[WHAT NEEDS TO BE DONE] All entries below are to be duplicated verbatim.
━━━━━━━━━━━━━━━━━━━━
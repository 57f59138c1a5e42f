//! `veneer validate` — profile file validation.

use std::path::Path;

use anyhow::{bail, Result};
use veneer_toolchain::{load_toolchain_toml, validate_toolchain};

/// Load and validate a `.toolchain.toml` file, printing any issues.
pub fn run(path: &Path) -> Result<()> {
    let toolchain = load_toolchain_toml(path)?;
    match validate_toolchain(&toolchain) {
        Ok(()) => {
            println!("{}: OK", path.display());
            Ok(())
        }
        Err(issues) => {
            for issue in &issues {
                println!("{}: {}: {}", path.display(), issue.severity, issue.message);
            }
            let errors = issues.iter().filter(|i| i.severity == "error").count();
            if errors > 0 {
                bail!("{errors} error(s) in {}", path.display());
            }
            Ok(())
        }
    }
}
━━━━━━━━━━━━━━━━━━━━
[EXERCISE RESULT]
repository 57f59138c1a5e42f
//! `veneer validate` — profile file validation.

use std::path::Path;

use anyhow::{bail, Result};
use veneer_toolchain::{load_toolchain_toml, validate_toolchain};

/// Load and validate a `.toolchain.toml` file, printing any issues.
pub fn run(path: &Path) -> Result<()> {
    let toolchain = load_toolchain_toml(path)?;
    match validate_toolchain(&toolchain) {
        Ok(()) => {
            println!("{}: OK", path.display());
            Ok(())
        }
        Err(issues) => {
            for issue in &issues {
                println!("{}: {}: {}", path.display(), issue.severity, issue.message);
            }
            let errors = issues.iter().filter(|i| i.severity == "error").count();
            if errors > 0 {
                bail!("{errors} error(s) in {}", path.display());
            }
            Ok(())
        }
    }
}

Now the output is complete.